I hit the Windows key, start typing what I want, MAYBE use the arrow key to
toggle to the proper selection, and hit enter. The rest of the time, I'm on
the Desktop. I view it as a sppedier Windows 7.

Some Hanselman links that may help you:

"Learn Windows 8 in 3 minutes": <https://www.youtube.com/watch?v=wi8NpwiEuzc>

[http://www.hanselman.com/blog/Windows8ProductivityWhoMovedMy...](http://www.hanselman.com/blog/Windows8ProductivityWhoMovedMyCheeseOhThereItIs.aspx)

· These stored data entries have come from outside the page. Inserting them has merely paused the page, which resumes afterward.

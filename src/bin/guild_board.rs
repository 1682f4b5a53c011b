//! Command-line front end for the guild board.
//!
//! Usage:
//!
//! ```text
//! guild_board <command> [options]
//! ```
//!
//! Every command decodes and validates its arguments, runs one service call
//! against the `PostgreSQL` stores named by `DATABASE_URL` and prints the
//! result as JSON on stdout. Failures print a JSON object with `kind` and
//! `message` on stderr and exit non-zero. For example:
//!
//! ```text
//! guild_board post-quest --name "Rescue the cat" --minimum-rank 11 --reward 200000
//! guild_board register-adventurer --name Andi --rank 11
//! guild_board take-quest --quest-id 1 --adventurer-id 1
//! guild_board report-quest --quest-id 1 --adventurer-id 1 --completed
//! ```

use clap::{Args, Parser, Subcommand};
use guild_board::{
    adventurer::{
        adapters::postgres::PostgresAdventurerRepository,
        domain::AdventurerId,
        ports::AdventurerRepositoryError,
        services::{
            AdventurerRosterError, AdventurerRosterService, RegisterAdventurerRequest,
            UpdateAdventurerRankRequest,
        },
    },
    config::{ConfigError, GuildBoardConfig},
    quest::{
        adapters::postgres::PostgresQuestRepository,
        domain::{QuestId, QuestStatus},
        ports::QuestRepositoryError,
        services::{
            PostQuestRequest, QuestBoardError, QuestBoardService, QuestLifecycleError,
            QuestLifecycleService, QuestOutcome, ReportQuestRequest, TakeQuestRequest,
            UpdateQuestRankRequest, UpdateQuestRewardRequest,
        },
    },
};
use mockable::DefaultClock;
use serde::Serialize;
use std::io::{self, Write};
use std::process::ExitCode;
use std::sync::Arc;
use thiserror::Error;
use tokio::runtime::Builder;
use tracing_subscriber::{EnvFilter, layer::SubscriberExt, util::SubscriberInitExt};

#[derive(Debug, Parser)]
#[command(name = "guild_board")]
#[command(about = "Post, claim and report quests on the guild board")]
struct Cli {
    #[command(subcommand)]
    command: Command,
}

#[derive(Debug, Subcommand)]
enum Command {
    /// Post a new available quest.
    PostQuest {
        #[arg(long)]
        name: String,
        #[arg(long, default_value = "")]
        description: String,
        #[arg(long)]
        minimum_rank: u32,
        #[arg(long)]
        reward: u64,
    },
    /// Remove a quest from the board.
    WithdrawQuest {
        #[arg(long, value_parser = parse_quest_id)]
        quest_id: QuestId,
    },
    /// Change a quest's minimum rank.
    UpdateQuestRank {
        #[arg(long, value_parser = parse_quest_id)]
        quest_id: QuestId,
        #[arg(long)]
        minimum_rank: u32,
    },
    /// Change a quest's reward.
    UpdateQuestReward {
        #[arg(long, value_parser = parse_quest_id)]
        quest_id: QuestId,
        #[arg(long)]
        reward: u64,
    },
    /// List quests in a status.
    ListQuests {
        #[arg(long, default_value = "available", value_parser = parse_status)]
        status: QuestStatus,
    },
    /// List the working quests an adventurer has claimed.
    ActiveQuests {
        #[arg(long, value_parser = parse_adventurer_id)]
        adventurer_id: AdventurerId,
    },
    /// Register an adventurer.
    RegisterAdventurer {
        #[arg(long)]
        name: String,
        #[arg(long, default_value_t = 0)]
        rank: u32,
    },
    /// Change an adventurer's rank.
    UpdateAdventurerRank {
        #[arg(long, value_parser = parse_adventurer_id)]
        adventurer_id: AdventurerId,
        #[arg(long)]
        rank: u32,
    },
    /// Claim an available quest.
    TakeQuest {
        #[arg(long, value_parser = parse_quest_id)]
        quest_id: QuestId,
        #[arg(long, value_parser = parse_adventurer_id)]
        adventurer_id: AdventurerId,
    },
    /// Report a claimed quest as completed or abandoned.
    ReportQuest {
        #[arg(long, value_parser = parse_quest_id)]
        quest_id: QuestId,
        #[arg(long, value_parser = parse_adventurer_id)]
        adventurer_id: AdventurerId,
        #[command(flatten)]
        outcome: OutcomeFlags,
    },
}

#[derive(Debug, Args)]
#[group(required = true, multiple = false)]
struct OutcomeFlags {
    /// The quest was finished.
    #[arg(long)]
    completed: bool,
    /// The quest was given up and goes back on the board.
    #[arg(long)]
    abandoned: bool,
}

impl From<OutcomeFlags> for QuestOutcome {
    fn from(flags: OutcomeFlags) -> Self {
        Self::from(flags.completed && !flags.abandoned)
    }
}

fn parse_quest_id(raw: &str) -> Result<QuestId, String> {
    let value = raw.parse::<i64>().map_err(|err| err.to_string())?;
    QuestId::new(value).map_err(|err| err.to_string())
}

fn parse_adventurer_id(raw: &str) -> Result<AdventurerId, String> {
    let value = raw.parse::<i64>().map_err(|err| err.to_string())?;
    AdventurerId::new(value).map_err(|err| err.to_string())
}

fn parse_status(raw: &str) -> Result<QuestStatus, String> {
    QuestStatus::try_from(raw).map_err(|err| err.to_string())
}

#[derive(Debug, Error)]
enum CliError {
    #[error(transparent)]
    Config(#[from] ConfigError),
    #[error("failed to connect to the database: {0}")]
    Pool(#[from] diesel::r2d2::PoolError),
    #[error("runtime init failed: {0}")]
    Runtime(#[source] io::Error),
    #[error(transparent)]
    Board(#[from] QuestBoardError),
    #[error(transparent)]
    Roster(#[from] AdventurerRosterError),
    #[error(transparent)]
    Lifecycle(#[from] QuestLifecycleError),
    #[error("failed to write output: {0}")]
    Output(#[from] serde_json::Error),
}

impl CliError {
    const fn kind(&self) -> &'static str {
        match self {
            Self::Config(_) => "config",
            Self::Pool(_) | Self::Runtime(_) | Self::Output(_) => "io",
            Self::Board(QuestBoardError::Repository(QuestRepositoryError::NotFound(_)))
            | Self::Roster(AdventurerRosterError::Repository(
                AdventurerRepositoryError::NotFound(_),
            )) => "not_found",
            Self::Board(QuestBoardError::Repository(_))
            | Self::Roster(AdventurerRosterError::Repository(_)) => "storage",
            Self::Board(_) | Self::Roster(_) => "invalid_input",
            Self::Lifecycle(err) => err.kind().as_str(),
        }
    }
}

#[derive(Debug, Serialize)]
struct ErrorReport<'a> {
    kind: &'a str,
    message: String,
}

#[derive(Debug, Serialize)]
struct Acknowledgement {
    ok: bool,
}

const ACK: Acknowledgement = Acknowledgement { ok: true };

fn main() -> ExitCode {
    dotenvy::dotenv().ok();
    let cli = Cli::parse();

    match run(cli.command) {
        Ok(()) => ExitCode::SUCCESS,
        Err(err) => {
            tracing::error!(error = %err, "command failed");
            let report = ErrorReport {
                kind: err.kind(),
                message: err.to_string(),
            };
            let mut stderr = io::stderr().lock();
            if serde_json::to_writer(&mut stderr, &report).is_ok() {
                writeln!(stderr).ok();
            }
            ExitCode::FAILURE
        }
    }
}

fn run(command: Command) -> Result<(), CliError> {
    let config = GuildBoardConfig::from_env()?;
    init_tracing(&config.log_directive);
    let pool = config.connect()?;

    let quests = Arc::new(PostgresQuestRepository::new(pool.clone()));
    let adventurers = Arc::new(PostgresAdventurerRepository::new(pool));
    let clock = Arc::new(DefaultClock);
    let services = Services {
        board: QuestBoardService::new(Arc::clone(&quests), Arc::clone(&clock)),
        roster: AdventurerRosterService::new(Arc::clone(&adventurers), clock),
        lifecycle: QuestLifecycleService::new(quests, adventurers),
    };

    let runtime = Builder::new_multi_thread()
        .enable_all()
        .build()
        .map_err(CliError::Runtime)?;
    runtime.block_on(services.dispatch(command))
}

fn init_tracing(default_directive: &str) {
    let filter =
        EnvFilter::try_from_default_env().unwrap_or_else(|_| EnvFilter::new(default_directive));
    tracing_subscriber::registry()
        .with(filter)
        .with(tracing_subscriber::fmt::layer().with_writer(io::stderr))
        .init();
}

struct Services {
    board: QuestBoardService<PostgresQuestRepository, DefaultClock>,
    roster: AdventurerRosterService<PostgresAdventurerRepository, DefaultClock>,
    lifecycle: QuestLifecycleService<PostgresQuestRepository, PostgresAdventurerRepository>,
}

impl Services {
    async fn dispatch(&self, command: Command) -> Result<(), CliError> {
        match command {
            Command::PostQuest {
                name,
                description,
                minimum_rank,
                reward,
            } => {
                let request =
                    PostQuestRequest::new(name, minimum_rank, reward).with_description(description);
                emit(&self.board.post_quest(request).await?)
            }
            Command::WithdrawQuest { quest_id } => {
                self.board.withdraw_quest(quest_id.value()).await?;
                emit(&ACK)
            }
            Command::UpdateQuestRank {
                quest_id,
                minimum_rank,
            } => {
                let request = UpdateQuestRankRequest::new(quest_id.value(), minimum_rank);
                self.board.update_rank(request).await?;
                emit(&ACK)
            }
            Command::UpdateQuestReward { quest_id, reward } => {
                let request = UpdateQuestRewardRequest::new(quest_id.value(), reward);
                self.board.update_reward(request).await?;
                emit(&ACK)
            }
            Command::ListQuests { status } => emit(&self.board.quests_by_status(status).await?),
            Command::ActiveQuests { adventurer_id } => {
                emit(&self.board.active_quests_for(adventurer_id.value()).await?)
            }
            Command::RegisterAdventurer { name, rank } => {
                let request = RegisterAdventurerRequest::new(name, rank);
                emit(&self.roster.register(request).await?)
            }
            Command::UpdateAdventurerRank {
                adventurer_id,
                rank,
            } => {
                let request = UpdateAdventurerRankRequest::new(adventurer_id.value(), rank);
                self.roster.update_rank(request).await?;
                emit(&ACK)
            }
            Command::TakeQuest {
                quest_id,
                adventurer_id,
            } => {
                let request = TakeQuestRequest::new(quest_id, adventurer_id);
                self.lifecycle.take_quest(request).await?;
                emit(&ACK)
            }
            Command::ReportQuest {
                quest_id,
                adventurer_id,
                outcome,
            } => {
                let request = ReportQuestRequest::new(quest_id, adventurer_id, outcome.into());
                self.lifecycle.report_quest(request).await?;
                emit(&ACK)
            }
        }
    }
}

fn emit(value: &impl Serialize) -> Result<(), CliError> {
    let mut stdout = io::stdout().lock();
    serde_json::to_writer_pretty(&mut stdout, value)?;
    writeln!(stdout).map_err(serde_json::Error::io)?;
    Ok(())
}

[http://www.hanselman.com/blog/PinningUsefulAndObscureStuffTo...](http://www.hanselman.com/blog/PinningUsefulAndObscureStuffToTheWindows8StartMenu.aspx)

------
Piskvorrr
There's still the Win7 desktop and ability to run normal Windows software,
it's just hidden under the Metro coloring book. Click the desktop tile (it
should be turquoise with a picture of a fish), and voila, there's the familiar
Windows desktop again (see e.g. this:
[http://i.i.com.com/cnwk.1d/i/tim/2012/02/28/Click_the_Deskto...](http://i.i.com.com/cnwk.1d/i/tim/2012/02/28/Click_the_Desktop_tile_to_get_to_the_familiar_Windows_desktop_610x343.png)
). Start menu is gone, but there are third-party replacements.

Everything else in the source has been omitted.